30.3 Parola chiave: Nato

Il 4 aprile 1949, a Washington, nasce il Patto Atlantico. Dodici paesi si uniscono in un’alleanza difensiva che presto si trasforma in un’istituzione permanente: la NATO, l’Organizzazione del Trattato del Nord Atlantico. È una novità assoluta: un’alleanza militare pensata non contro un nemico dichiarato, ma per proteggere i paesi membri da qualunque minaccia esterna. È, di fatto, la prima risposta istituzionale dell’Occidente alla Guerra Fredda.

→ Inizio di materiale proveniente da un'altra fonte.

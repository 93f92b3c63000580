use serde::{Deserialize, Serialize};

use crate::error::RelayError;

const AUTO_REPLY_SUBJECT: &str = "Thanks for contacting us!";

/// Form payload as received. Every field may be absent on the wire.
#[derive(Debug, Clone, Default, PartialEq, Eq, Deserialize)]
pub struct ContactSubmission {
    #[serde(default)]
    pub name: Option<String>,
    #[serde(default)]
    pub email: Option<String>,
    #[serde(default)]
    pub message: Option<String>,
}

/// A submission with all three fields present and non-empty.
#[derive(Debug, Clone, PartialEq, Eq)]
pub struct ValidSubmission {
    pub name: String,
    pub email: String,
    pub message: String,
}

impl ContactSubmission {
    pub fn validate(self) -> Result<ValidSubmission, RelayError> {
        fn present(value: Option<String>) -> Option<String> {
            value.filter(|text| !text.is_empty())
        }

        match (present(self.name), present(self.email), present(self.message)) {
            (Some(name), Some(email), Some(message)) => Ok(ValidSubmission {
                name,
                email,
                message,
            }),
            (name, email, message) => {
                let missing: Vec<&str> = [
                    ("name", name.is_none()),
                    ("email", email.is_none()),
                    ("message", message.is_none()),
                ]
                .into_iter()
                .filter_map(|(field, absent)| absent.then_some(field))
                .collect();
                Err(RelayError::Validation(format!("missing {}", missing.join(", "))))
            }
        }
    }
}

/// Operator identity stamped onto outgoing mail.
#[derive(Debug, Clone, PartialEq, Eq)]
pub struct Letterhead {
    pub operator_address: String,
    pub signature: String,
}

#[derive(Debug, Clone, PartialEq, Eq, Serialize)]
pub struct OutboundEmail {
    pub from: String,
    pub to: String,
    #[serde(skip_serializing_if = "Option::is_none")]
    pub reply_to: Option<String>,
    pub subject: String,
    pub text: String,
}

impl OutboundEmail {
    /// Message to the operator, authored as the submitter.
    pub fn notification(submission: &ValidSubmission, letterhead: &Letterhead) -> Self {
        Self {
            from: submission.email.clone(),
            to: letterhead.operator_address.clone(),
            reply_to: Some(submission.email.clone()),
            subject: format!("New Contact Message from {}", submission.name),
            text: format!(
                "Name: {}\nEmail: {}\n\nMessage:\n{}\n",
                submission.name, submission.email, submission.message
            ),
        }
    }

    /// Fixed thank-you sent back to the submitter.
    pub fn auto_reply(submission: &ValidSubmission, letterhead: &Letterhead) -> Self {
        Self {
            from: letterhead.operator_address.clone(),
            to: submission.email.clone(),
            reply_to: None,
            subject: AUTO_REPLY_SUBJECT.to_string(),
            text: format!(
                "Hi {},\n\nThank you for reaching out! We’ve received your message and will respond shortly.\n\n— {}",
                submission.name, letterhead.signature
            ),
        }
    }
}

Pochi anni dopo, nel 1955, nasce la sua controparte sovietica: il Patto di Varsavia, che unisce i paesi comunisti in una propria alleanza militare. La Guerra Fredda è ormai ufficiale: non si combatte sul suolo europeo, ma in una serie di conflitti “per procura” in varie parti del mondo, in cui si fronteggiano alleati degli Stati Uniti e alleati dell’URSS.

Il primo di questi conflitti si accende nel 1950, in Corea. La Corea del Nord, appoggiata da Mosca e da Pechino, invade il Sud. L’ONU reagisce, e gli Stati Uniti guidano un’offensiva militare. La guerra dura tre anni, tra avanzate e ritirate, fino a un armistizio nel 1953 che riporta la linea di confine esattamente dove tutto era iniziato.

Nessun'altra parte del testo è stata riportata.